──────── DATA FOR REVIEW

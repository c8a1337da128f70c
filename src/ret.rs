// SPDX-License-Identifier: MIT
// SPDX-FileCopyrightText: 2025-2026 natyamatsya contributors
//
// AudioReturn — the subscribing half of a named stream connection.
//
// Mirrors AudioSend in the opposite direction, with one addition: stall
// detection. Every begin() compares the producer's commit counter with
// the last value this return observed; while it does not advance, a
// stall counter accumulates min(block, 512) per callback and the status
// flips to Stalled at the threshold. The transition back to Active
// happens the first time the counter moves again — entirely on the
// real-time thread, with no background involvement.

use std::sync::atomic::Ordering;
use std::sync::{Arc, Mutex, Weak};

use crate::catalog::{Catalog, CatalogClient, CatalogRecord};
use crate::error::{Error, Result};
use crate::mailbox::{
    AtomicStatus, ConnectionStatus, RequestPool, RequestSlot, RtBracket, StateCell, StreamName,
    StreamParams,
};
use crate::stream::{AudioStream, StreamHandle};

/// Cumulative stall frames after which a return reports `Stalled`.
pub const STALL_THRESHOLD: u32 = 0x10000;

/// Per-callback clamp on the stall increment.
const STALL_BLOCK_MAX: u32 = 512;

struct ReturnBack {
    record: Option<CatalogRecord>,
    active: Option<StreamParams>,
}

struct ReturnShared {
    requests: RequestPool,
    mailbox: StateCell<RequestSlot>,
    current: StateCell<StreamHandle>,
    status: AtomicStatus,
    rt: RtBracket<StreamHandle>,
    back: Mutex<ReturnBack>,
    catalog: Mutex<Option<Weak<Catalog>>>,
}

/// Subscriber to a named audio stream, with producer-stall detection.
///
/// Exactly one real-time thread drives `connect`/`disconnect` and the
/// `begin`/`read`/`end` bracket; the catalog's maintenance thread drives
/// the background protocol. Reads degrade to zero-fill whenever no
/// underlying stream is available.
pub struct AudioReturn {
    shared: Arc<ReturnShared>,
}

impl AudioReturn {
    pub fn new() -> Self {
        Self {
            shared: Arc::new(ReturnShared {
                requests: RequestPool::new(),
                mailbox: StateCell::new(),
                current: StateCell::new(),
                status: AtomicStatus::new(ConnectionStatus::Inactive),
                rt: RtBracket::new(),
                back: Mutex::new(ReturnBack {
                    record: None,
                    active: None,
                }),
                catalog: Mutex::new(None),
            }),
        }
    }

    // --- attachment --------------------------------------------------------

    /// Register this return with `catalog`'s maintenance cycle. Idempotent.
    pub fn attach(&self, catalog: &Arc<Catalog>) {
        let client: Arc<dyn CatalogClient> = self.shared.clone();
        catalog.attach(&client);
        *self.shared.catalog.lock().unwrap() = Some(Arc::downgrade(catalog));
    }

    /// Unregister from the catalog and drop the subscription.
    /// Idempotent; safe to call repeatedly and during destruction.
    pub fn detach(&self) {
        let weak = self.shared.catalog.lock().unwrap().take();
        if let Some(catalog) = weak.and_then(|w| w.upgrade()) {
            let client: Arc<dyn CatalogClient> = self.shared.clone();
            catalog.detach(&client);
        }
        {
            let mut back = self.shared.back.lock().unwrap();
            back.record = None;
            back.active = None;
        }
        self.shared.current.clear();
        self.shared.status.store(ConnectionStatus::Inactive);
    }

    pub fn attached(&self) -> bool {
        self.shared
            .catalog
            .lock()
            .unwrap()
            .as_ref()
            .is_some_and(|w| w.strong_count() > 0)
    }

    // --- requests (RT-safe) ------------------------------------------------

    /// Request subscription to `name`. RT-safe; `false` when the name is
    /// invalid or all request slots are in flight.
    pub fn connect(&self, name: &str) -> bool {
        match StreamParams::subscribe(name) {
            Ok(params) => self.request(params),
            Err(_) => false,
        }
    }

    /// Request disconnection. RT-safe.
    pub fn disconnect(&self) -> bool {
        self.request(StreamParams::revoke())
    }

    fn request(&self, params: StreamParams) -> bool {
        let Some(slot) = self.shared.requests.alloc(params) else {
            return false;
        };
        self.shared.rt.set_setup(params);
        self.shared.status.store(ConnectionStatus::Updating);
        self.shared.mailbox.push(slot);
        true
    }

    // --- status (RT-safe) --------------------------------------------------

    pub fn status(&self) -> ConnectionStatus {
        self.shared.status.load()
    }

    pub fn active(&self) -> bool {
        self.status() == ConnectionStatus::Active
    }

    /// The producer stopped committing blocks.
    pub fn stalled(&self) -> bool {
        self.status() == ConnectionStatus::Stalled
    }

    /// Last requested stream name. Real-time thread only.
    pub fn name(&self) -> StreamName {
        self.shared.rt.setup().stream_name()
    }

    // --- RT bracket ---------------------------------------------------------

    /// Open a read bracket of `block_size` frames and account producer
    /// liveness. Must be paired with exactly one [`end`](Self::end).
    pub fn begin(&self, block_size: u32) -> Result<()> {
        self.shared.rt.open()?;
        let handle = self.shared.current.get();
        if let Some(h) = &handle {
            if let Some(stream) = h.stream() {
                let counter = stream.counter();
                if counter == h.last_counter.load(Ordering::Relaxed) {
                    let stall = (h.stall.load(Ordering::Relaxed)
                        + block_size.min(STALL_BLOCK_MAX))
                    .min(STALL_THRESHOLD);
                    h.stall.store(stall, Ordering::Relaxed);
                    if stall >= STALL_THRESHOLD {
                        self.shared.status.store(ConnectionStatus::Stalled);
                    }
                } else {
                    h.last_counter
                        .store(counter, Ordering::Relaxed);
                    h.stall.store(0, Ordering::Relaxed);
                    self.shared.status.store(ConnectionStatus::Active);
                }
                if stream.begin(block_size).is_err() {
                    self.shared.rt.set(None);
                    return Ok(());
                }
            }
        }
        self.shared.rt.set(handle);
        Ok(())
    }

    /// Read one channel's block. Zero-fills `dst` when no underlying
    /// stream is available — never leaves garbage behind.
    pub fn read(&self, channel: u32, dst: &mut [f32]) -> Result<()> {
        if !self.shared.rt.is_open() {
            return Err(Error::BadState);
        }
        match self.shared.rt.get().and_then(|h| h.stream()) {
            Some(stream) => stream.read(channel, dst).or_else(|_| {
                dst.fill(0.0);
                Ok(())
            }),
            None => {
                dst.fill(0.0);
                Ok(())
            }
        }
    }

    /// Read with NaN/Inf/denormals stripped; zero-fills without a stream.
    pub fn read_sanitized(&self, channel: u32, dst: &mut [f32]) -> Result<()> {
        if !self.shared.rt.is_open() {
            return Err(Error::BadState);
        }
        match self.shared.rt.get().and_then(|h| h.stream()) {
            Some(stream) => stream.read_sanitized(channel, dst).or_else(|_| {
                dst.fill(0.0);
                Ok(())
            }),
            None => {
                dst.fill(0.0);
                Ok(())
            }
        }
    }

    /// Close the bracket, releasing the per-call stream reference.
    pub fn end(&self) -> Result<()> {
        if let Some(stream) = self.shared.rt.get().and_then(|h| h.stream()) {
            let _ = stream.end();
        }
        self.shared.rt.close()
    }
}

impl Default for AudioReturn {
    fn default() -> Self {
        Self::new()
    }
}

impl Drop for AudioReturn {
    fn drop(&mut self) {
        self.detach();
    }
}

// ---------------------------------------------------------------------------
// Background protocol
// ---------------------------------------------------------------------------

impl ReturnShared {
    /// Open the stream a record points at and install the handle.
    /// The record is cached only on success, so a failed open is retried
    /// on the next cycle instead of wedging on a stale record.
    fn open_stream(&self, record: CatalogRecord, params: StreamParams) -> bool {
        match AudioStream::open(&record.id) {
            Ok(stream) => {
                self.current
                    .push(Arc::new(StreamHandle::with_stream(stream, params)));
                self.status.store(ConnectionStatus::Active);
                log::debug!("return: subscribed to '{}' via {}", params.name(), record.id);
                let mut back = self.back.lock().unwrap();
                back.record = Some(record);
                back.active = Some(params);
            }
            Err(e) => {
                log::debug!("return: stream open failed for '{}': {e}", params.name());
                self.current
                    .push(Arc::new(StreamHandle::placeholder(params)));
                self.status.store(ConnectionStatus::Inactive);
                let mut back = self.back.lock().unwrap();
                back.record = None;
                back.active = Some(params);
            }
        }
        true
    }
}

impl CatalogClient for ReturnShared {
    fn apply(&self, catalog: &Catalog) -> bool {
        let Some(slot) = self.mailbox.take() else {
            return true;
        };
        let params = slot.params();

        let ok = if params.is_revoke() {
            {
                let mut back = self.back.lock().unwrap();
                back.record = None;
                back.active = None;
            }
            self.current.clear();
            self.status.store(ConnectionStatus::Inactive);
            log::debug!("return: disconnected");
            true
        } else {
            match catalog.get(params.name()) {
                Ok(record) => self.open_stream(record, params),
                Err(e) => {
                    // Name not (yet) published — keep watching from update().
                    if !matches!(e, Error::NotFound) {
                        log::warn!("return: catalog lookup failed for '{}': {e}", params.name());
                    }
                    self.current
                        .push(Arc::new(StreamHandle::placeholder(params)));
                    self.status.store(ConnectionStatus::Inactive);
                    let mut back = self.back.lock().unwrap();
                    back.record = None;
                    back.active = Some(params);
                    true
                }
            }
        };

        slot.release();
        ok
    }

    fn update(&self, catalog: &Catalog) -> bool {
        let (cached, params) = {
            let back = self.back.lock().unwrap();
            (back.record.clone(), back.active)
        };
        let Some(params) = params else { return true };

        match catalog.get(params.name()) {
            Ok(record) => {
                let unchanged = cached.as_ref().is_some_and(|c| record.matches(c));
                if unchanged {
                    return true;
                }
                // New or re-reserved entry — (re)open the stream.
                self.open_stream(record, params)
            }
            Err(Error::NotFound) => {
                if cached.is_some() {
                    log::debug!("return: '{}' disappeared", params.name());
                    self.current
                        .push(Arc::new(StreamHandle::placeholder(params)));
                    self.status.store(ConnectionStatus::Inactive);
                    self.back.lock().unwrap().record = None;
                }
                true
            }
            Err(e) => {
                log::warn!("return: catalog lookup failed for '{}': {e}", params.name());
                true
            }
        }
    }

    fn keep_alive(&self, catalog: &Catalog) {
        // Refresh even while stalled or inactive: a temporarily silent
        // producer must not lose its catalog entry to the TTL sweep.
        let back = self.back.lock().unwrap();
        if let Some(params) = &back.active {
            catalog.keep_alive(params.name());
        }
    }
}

────────────────

> **EXERCISE AIM**
Tally the lines of the records holding the word "available", then give only the resulting number.

> **TASK OUTPUT**
2